So, I decided to take a break from writing today. My sister confirms that I said this aloud. I am actually supposed to be taking a nap thanks to fibromyalgia exhaustion. But here I am, typing away, injuring my little wrists, my little elbows and that area right between the shoulder blades that likes to act up.
My friend came over and we were discussing my “baby allergy.” Do you remember that line from the movie, Clueless about “Monets”? Guys who only look hot from far away. Babies, I feel, look really cute from…far away.
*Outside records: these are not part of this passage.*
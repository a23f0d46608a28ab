// crates/sgs_mesh/src/builder.rs

//! 结构化盒形网格生成
//!
//! 生成均匀六面体网格 `nx × ny × nz`，单元编号为
//! `cell = i + nx·(j + ny·k)`。
//!
//! 周期方向上，最后一层单元的 `+` 侧面与第一层单元连接成内部面，
//! 插值权重取 ½；非周期方向两端生成边界面。

use glam::DVec3;

use crate::error::{MeshError, MeshResult};
use crate::mesh::{FvMesh, MeshData};

/// 盒形网格生成器
#[derive(Debug, Clone)]
pub struct BoxMeshBuilder {
    n: [usize; 3],
    lengths: DVec3,
    origin: DVec3,
    periodic: [bool; 3],
}

impl BoxMeshBuilder {
    /// 创建生成器（默认单位立方体、无周期）
    pub fn new(nx: usize, ny: usize, nz: usize) -> Self {
        Self {
            n: [nx, ny, nz],
            lengths: DVec3::ONE,
            origin: DVec3::ZERO,
            periodic: [false; 3],
        }
    }

    /// 设置盒子边长
    pub fn with_lengths(mut self, lx: f64, ly: f64, lz: f64) -> Self {
        self.lengths = DVec3::new(lx, ly, lz);
        self
    }

    /// 设置原点
    pub fn with_origin(mut self, origin: DVec3) -> Self {
        self.origin = origin;
        self
    }

    /// 设置各方向周期
    pub fn with_periodic(mut self, periodic: [bool; 3]) -> Self {
        self.periodic = periodic;
        self
    }

    /// 三个方向全部周期
    pub fn periodic_all(self) -> Self {
        self.with_periodic([true; 3])
    }

    /// 单元尺寸
    pub fn spacing(&self) -> DVec3 {
        DVec3::new(
            self.lengths.x / self.n[0] as f64,
            self.lengths.y / self.n[1] as f64,
            self.lengths.z / self.n[2] as f64,
        )
    }

    fn check(&self) -> MeshResult<()> {
        for d in 0..3 {
            if self.n[d] == 0 {
                return Err(MeshError::InvalidParameter {
                    name: "n",
                    value: format!("{:?}", self.n),
                    reason: "每个方向至少一个单元",
                });
            }
            if self.periodic[d] && self.n[d] < 2 {
                return Err(MeshError::InvalidParameter {
                    name: "periodic",
                    value: format!("{:?}", self.periodic),
                    reason: "周期方向至少需要两个单元",
                });
            }
        }
        let l = self.lengths.to_array();
        if l.iter().any(|&x| !(x > 0.0 && x.is_finite())) {
            return Err(MeshError::InvalidParameter {
                name: "lengths",
                value: format!("{:?}", l),
                reason: "边长必须为正的有限数",
            });
        }
        Ok(())
    }

    /// 生成网格
    pub fn build(&self) -> MeshResult<FvMesh> {
        self.check()?;

        let [nx, ny, nz] = self.n;
        let h = self.spacing();
        let cell_volume = h.x * h.y * h.z;
        let face_mag = [h.y * h.z, h.x * h.z, h.x * h.y];
        let n_cells = nx * ny * nz;
        let index = |i: usize, j: usize, k: usize| i + nx * (j + ny * k);

        let mut data = MeshData {
            cell_centre: Vec::with_capacity(n_cells),
            cell_volume: vec![cell_volume; n_cells],
            ..Default::default()
        };
        for k in 0..nz {
            for j in 0..ny {
                for i in 0..nx {
                    let ijk = DVec3::new(i as f64 + 0.5, j as f64 + 0.5, k as f64 + 0.5);
                    data.cell_centre.push(self.origin + ijk * h);
                }
            }
        }

        let mut boundary: Vec<(DVec3, DVec3, usize)> = Vec::new();

        for d in 0..3 {
            let unit = DVec3::AXES[d];
            let sf = unit * face_mag[d];
            let half = unit * (0.5 * h[d]);

            for k in 0..nz {
                for j in 0..ny {
                    for i in 0..nx {
                        let ijk = [i, j, k];
                        let cell = index(i, j, k);
                        let centre = data.cell_centre[cell];

                        // + 侧面
                        if ijk[d] + 1 < self.n[d] || self.periodic[d] {
                            let mut next = ijk;
                            next[d] = (ijk[d] + 1) % self.n[d];
                            data.face_centre.push(centre + half);
                            data.face_area.push(sf);
                            data.face_owner.push(cell);
                            data.face_neighbour.push(index(next[0], next[1], next[2]));
                            data.face_weight.push(0.5);
                        } else {
                            boundary.push((centre + half, sf, cell));
                        }

                        // - 侧边界面
                        if ijk[d] == 0 && !self.periodic[d] {
                            boundary.push((centre - half, -sf, cell));
                        }
                    }
                }
            }
        }

        for (centre, sf, owner) in boundary {
            data.face_centre.push(centre);
            data.face_area.push(sf);
            data.face_owner.push(owner);
        }

        log::info!(
            "盒形网格: {}x{}x{}, 周期 {:?}, 单元尺寸 ({:.4e}, {:.4e}, {:.4e})",
            nx,
            ny,
            nz,
            self.periodic,
            h.x,
            h.y,
            h.z
        );

        FvMesh::from_data(data)
    }
}
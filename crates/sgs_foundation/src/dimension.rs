// crates/sgs_foundation/src/dimension.rs

//! 物理量纲
//!
//! 每个场都携带一组 SI 基本单位指数：
//!
//! ```text
//! [质量 长度 时间 温度 物质的量 电流 发光强度]
//! ```
//!
//! 加减、取大小、赋值要求两侧量纲完全一致；乘除对指数做加减；
//! 幂运算要求结果指数为整数。
//!
//! 量纲不一致属于编程错误：`assert_same` 直接 panic 并给出两侧量纲，
//! `check_same` 提供返回 `SgsResult` 的版本，用于校验外部输入。
//!
//! # 用法
//!
//! ```
//! use sgs_foundation::dimension::Dimensions;
//!
//! let k = Dimensions::SPECIFIC_ENERGY;
//! // √k 的量纲为速度
//! assert_eq!(k.sqrt(), Dimensions::VELOCITY);
//! ```

use std::fmt;
use std::ops::{Div, Mul};

use serde::{Deserialize, Serialize};

use crate::error::{SgsError, SgsResult};

/// 基本单位数量
pub const N_BASE_UNITS: usize = 7;

/// 量纲（SI 基本单位指数）
#[derive(Debug, Clone, Copy, PartialEq, Eq, Hash, Default, Serialize, Deserialize)]
pub struct Dimensions {
    exponents: [i8; N_BASE_UNITS],
}

impl Dimensions {
    /// 无量纲
    pub const DIMLESS: Self = Self::new(0, 0, 0, 0, 0, 0, 0);
    /// 长度 [m]
    pub const LENGTH: Self = Self::new(0, 1, 0, 0, 0, 0, 0);
    /// 面积 [m²]
    pub const AREA: Self = Self::new(0, 2, 0, 0, 0, 0, 0);
    /// 体积 [m³]
    pub const VOLUME: Self = Self::new(0, 3, 0, 0, 0, 0, 0);
    /// 时间 [s]
    pub const TIME: Self = Self::new(0, 0, 1, 0, 0, 0, 0);
    /// 频率 / 应变率 [1/s]
    pub const RATE: Self = Self::new(0, 0, -1, 0, 0, 0, 0);
    /// 速度 [m/s]
    pub const VELOCITY: Self = Self::new(0, 1, -1, 0, 0, 0, 0);
    /// 运动粘性 [m²/s]
    pub const KINEMATIC_VISCOSITY: Self = Self::new(0, 2, -1, 0, 0, 0, 0);
    /// 单位质量能量（湍动能）[m²/s²]
    pub const SPECIFIC_ENERGY: Self = Self::new(0, 2, -2, 0, 0, 0, 0);
    /// 耗散率 [m²/s³]
    pub const DISSIPATION: Self = Self::new(0, 2, -3, 0, 0, 0, 0);
    /// 密度 [kg/m³]
    pub const DENSITY: Self = Self::new(1, -3, 0, 0, 0, 0, 0);
    /// 体积通量 [m³/s]
    pub const VOLUMETRIC_FLUX: Self = Self::new(0, 3, -1, 0, 0, 0, 0);

    /// 由各基本单位指数构造
    #[allow(clippy::too_many_arguments)]
    pub const fn new(
        mass: i8,
        length: i8,
        time: i8,
        temperature: i8,
        moles: i8,
        current: i8,
        luminous: i8,
    ) -> Self {
        Self {
            exponents: [mass, length, time, temperature, moles, current, luminous],
        }
    }

    /// 指数数组
    #[inline]
    pub fn exponents(&self) -> [i8; N_BASE_UNITS] {
        self.exponents
    }

    /// 是否无量纲
    #[inline]
    pub fn is_dimensionless(&self) -> bool {
        self.exponents.iter().all(|&e| e == 0)
    }

    /// 幂运算
    ///
    /// # Panics
    ///
    /// 当任一指数乘以 `p` 后不是整数时 panic。
    pub fn powf(self, p: f64) -> Self {
        let mut exponents = [0i8; N_BASE_UNITS];
        for (out, &e) in exponents.iter_mut().zip(self.exponents.iter()) {
            let scaled = f64::from(e) * p;
            let rounded = scaled.round();
            assert!(
                (scaled - rounded).abs() < 1e-9,
                "量纲 {} 的 {} 次幂指数不为整数",
                self,
                p
            );
            *out = rounded as i8;
        }
        Self { exponents }
    }

    /// 整数次幂
    pub fn powi(self, n: i8) -> Self {
        let mut exponents = self.exponents;
        for e in exponents.iter_mut() {
            *e *= n;
        }
        Self { exponents }
    }

    /// 平方根
    ///
    /// # Panics
    ///
    /// 当任一指数为奇数时 panic。
    pub fn sqrt(self) -> Self {
        self.powf(0.5)
    }

    /// 检查量纲一致（可恢复版本）
    pub fn check_same(&self, other: &Self, operation: &'static str) -> SgsResult<()> {
        if self == other {
            Ok(())
        } else {
            Err(SgsError::dimension_mismatch(operation, *self, *other))
        }
    }

    /// 断言量纲一致
    ///
    /// # Panics
    ///
    /// 量纲不一致时 panic。
    #[inline]
    #[track_caller]
    pub fn assert_same(&self, other: &Self, operation: &'static str) {
        if self != other {
            panic!(
                "量纲不一致: {} 左操作数 {}, 右操作数 {}",
                operation, self, other
            );
        }
    }
}

impl Mul for Dimensions {
    type Output = Self;

    fn mul(self, rhs: Self) -> Self {
        let mut exponents = self.exponents;
        for (e, r) in exponents.iter_mut().zip(rhs.exponents.iter()) {
            *e += r;
        }
        Self { exponents }
    }
}

impl Div for Dimensions {
    type Output = Self;

    fn div(self, rhs: Self) -> Self {
        let mut exponents = self.exponents;
        for (e, r) in exponents.iter_mut().zip(rhs.exponents.iter()) {
            *e -= r;
        }
        Self { exponents }
    }
}

impl fmt::Display for Dimensions {
    fn fmt(&self, f: &mut fmt::Formatter<'_>) -> fmt::Result {
        let [m, l, t, k, n, a, cd] = self.exponents;
        write!(f, "[{} {} {} {} {} {} {}]", m, l, t, k, n, a, cd)
    }
}

#[cfg(test)]
mod tests {
    use super::*;

    #[test]
    fn test_mul_div() {
        let nu = Dimensions::KINEMATIC_VISCOSITY;
        let rate = Dimensions::RATE;
        assert_eq!(Dimensions::AREA * rate, nu);
        assert_eq!(nu / Dimensions::LENGTH, Dimensions::VELOCITY);
        assert!((nu / nu).is_dimensionless());
    }

    #[test]
    fn test_powers() {
        let k = Dimensions::SPECIFIC_ENERGY;
        assert_eq!(k.sqrt(), Dimensions::VELOCITY);
        // k^1.5 / δ = 耗散率
        assert_eq!(k.powf(1.5) / Dimensions::LENGTH, Dimensions::DISSIPATION);
        assert_eq!(Dimensions::LENGTH.powi(3), Dimensions::VOLUME);
    }

    #[test]
    #[should_panic(expected = "不为整数")]
    fn test_sqrt_of_odd_exponent_panics() {
        let _ = Dimensions::LENGTH.sqrt();
    }

    #[test]
    fn test_check_same() {
        assert!(Dimensions::LENGTH.check_same(&Dimensions::LENGTH, "add").is_ok());
        let err = Dimensions::LENGTH
            .check_same(&Dimensions::AREA, "add")
            .unwrap_err();
        assert!(matches!(err, SgsError::DimensionMismatch { .. }));
    }

    #[test]
    #[should_panic(expected = "量纲不一致")]
    fn test_assert_same_panics() {
        Dimensions::KINEMATIC_VISCOSITY.assert_same(&Dimensions::LENGTH, "add");
    }

    #[test]
    fn test_display() {
        assert_eq!(Dimensions::DENSITY.to_string(), "[1 -3 0 0 0 0 0]");
    }

    #[test]
    fn test_serde_roundtrip() {
        let json = serde_json::to_string(&Dimensions::VELOCITY).unwrap();
        let back: Dimensions = serde_json::from_str(&json).unwrap();
        assert_eq!(back, Dimensions::VELOCITY);
    }
}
My friend insists that I am being crushed by the weight of “baby” pressure. Even now, when no one’s asking me if I’m pregnant or getting pregnant or trying to get pregnant, there’s pressure. All of my married Orthodox Jewish friends (except for one couple) have decided to multiply. And the (young, why can’t I make friends over 30!) mommies want to discuss nursing and onesies and all these bizarre topics I’m not really interested in discussing.
And this is how I found myself sobbing, totally heartwrenchingly whimpering, after my former best friend (marriage and distance got in the way of our friendship) told me that his wife gave birth to a baby girl. This was my best friend, the baal teshuva who had played a key role in me crossing over to the frum side of life. And we’re the same age. And he has a baby. And I don’t.
My lovely friend decided to put in her two cents via email. She asked me if I was married and not frum, would I be having these thoughts at 28? I wrote back that most of my non-Jewish friends aren’t even married yet, much less thinking of having kids. Aha, perspective. Maybe, I should start hanging out with my non-Jewish friends some more?